In a November 15 article by staff writer Peter Wallsten, the Los Angeles Times falsely identified the yet-to-be-completed “phase two” of the Senate Intelligence Committee report on prewar Iraq intelligence as an “inquiry into whether the [Bush] administration pressured intelligence analysts to conclude that Iraq had pursued chemical, biological and nuclear weapons.” In fact, according to the agreement reached by Senate Intelligence Committee chairman Sen. Pat Roberts (R-KS) and ranking Democrat Sen. Jay Rockefeller (D-WV), phase two is set to investigate not whether the White House pressured intelligence analysts to produce assessments favorable to their case for war -- which was examined in the first phase of the committee's report -- but whether the administration manipulated or misused that intelligence once it received it.
The Times' apparent confusion between “pressure” and “manipulation” comes just days after President Bush explicitly conflated the two issues in a November 11 speech:
Some Democrats and anti-war critics are now claiming we manipulated the intelligence and misled the American people about why we went to war.
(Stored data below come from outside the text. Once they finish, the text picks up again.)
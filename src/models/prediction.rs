use std::collections::BTreeMap;

use serde::{Deserialize, Serialize};

/// Ripeness classes the remote grader can report. The complement derivation
/// in [`PredictionResult::from_top_label`] relies on this set having exactly
/// two members; a wider label set requires the service to report the full
/// distribution instead.
#[derive(Debug, Clone, Copy, Serialize, Deserialize, PartialEq, Eq, PartialOrd, Ord)]
pub enum RipenessClass {
    Ripe,
    Overripe,
}

impl RipenessClass {
    pub const ALL: [RipenessClass; 2] = [RipenessClass::Ripe, RipenessClass::Overripe];

    pub fn as_str(&self) -> &'static str {
        match self {
            RipenessClass::Ripe => "Ripe",
            RipenessClass::Overripe => "Overripe",
        }
    }

    pub fn from_label(label: &str) -> Option<Self> {
        match label {
            "Ripe" => Some(RipenessClass::Ripe),
            "Overripe" => Some(RipenessClass::Overripe),
            _ => None,
        }
    }

    pub fn complement(&self) -> RipenessClass {
        match self {
            RipenessClass::Ripe => RipenessClass::Overripe,
            RipenessClass::Overripe => RipenessClass::Ripe,
        }
    }
}

#[derive(Debug, Clone, Serialize, Deserialize, PartialEq)]
#[serde(rename_all = "camelCase")]
pub struct PredictionResult {
    pub class: RipenessClass,
    /// Probability the service reported for `class`, in [0, 1].
    pub confidence: f64,
    /// Probability per label, covering the whole label set.
    pub all_probs: BTreeMap<RipenessClass, f64>,
}

impl PredictionResult {
    /// Builds a result from the single top class + confidence the service
    /// reports, assigning the remaining probability mass to the other label.
    pub fn from_top_label(class: RipenessClass, confidence: f64) -> Self {
        let mut all_probs = BTreeMap::new();
        all_probs.insert(class, confidence);
        all_probs.insert(class.complement(), 1.0 - confidence);

        Self {
            class,
            confidence,
            all_probs,
        }
    }

    pub fn probability_of(&self, class: RipenessClass) -> f64 {
        self.all_probs.get(&class).copied().unwrap_or(0.0)
    }
}
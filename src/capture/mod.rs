pub mod commands;
pub mod controller;
pub mod state;

pub use controller::CaptureController;
pub use state::{CapturePhase, CaptureState};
These critics are fully aware that a bipartisan Senate investigation found no evidence of political pressure to change the intelligence community's judgments related to Iraq's weapons programs.
But as Media Matters for America has documented, phase two of the Senate Intelligence Committee report would mark the first assessment of whether White House officials manipulated intelligence in the run-up to the war. While both phase one of the Senate Intelligence Committee report and the Robb-Silberman Commission's report on intelligence capabilities regarding weapons of mass destruction (WMD) found no evidence of “pressure,” neither report was authorized to investigate the issue of how the administration used intelligence. Even the conclusion of these two reports that analysts received no “pressure” in gathering intelligence has been disputed by several senior intelligence officials, including W. Patrick Lang, the former chief of the Middle East office of the Pentagon's Defense Intelligence Agency (DIA), and Richard Kerr, a one-time acting CIA director who led an internal investigation of the CIA's failure to correctly assess Iraq's WMD capabilities.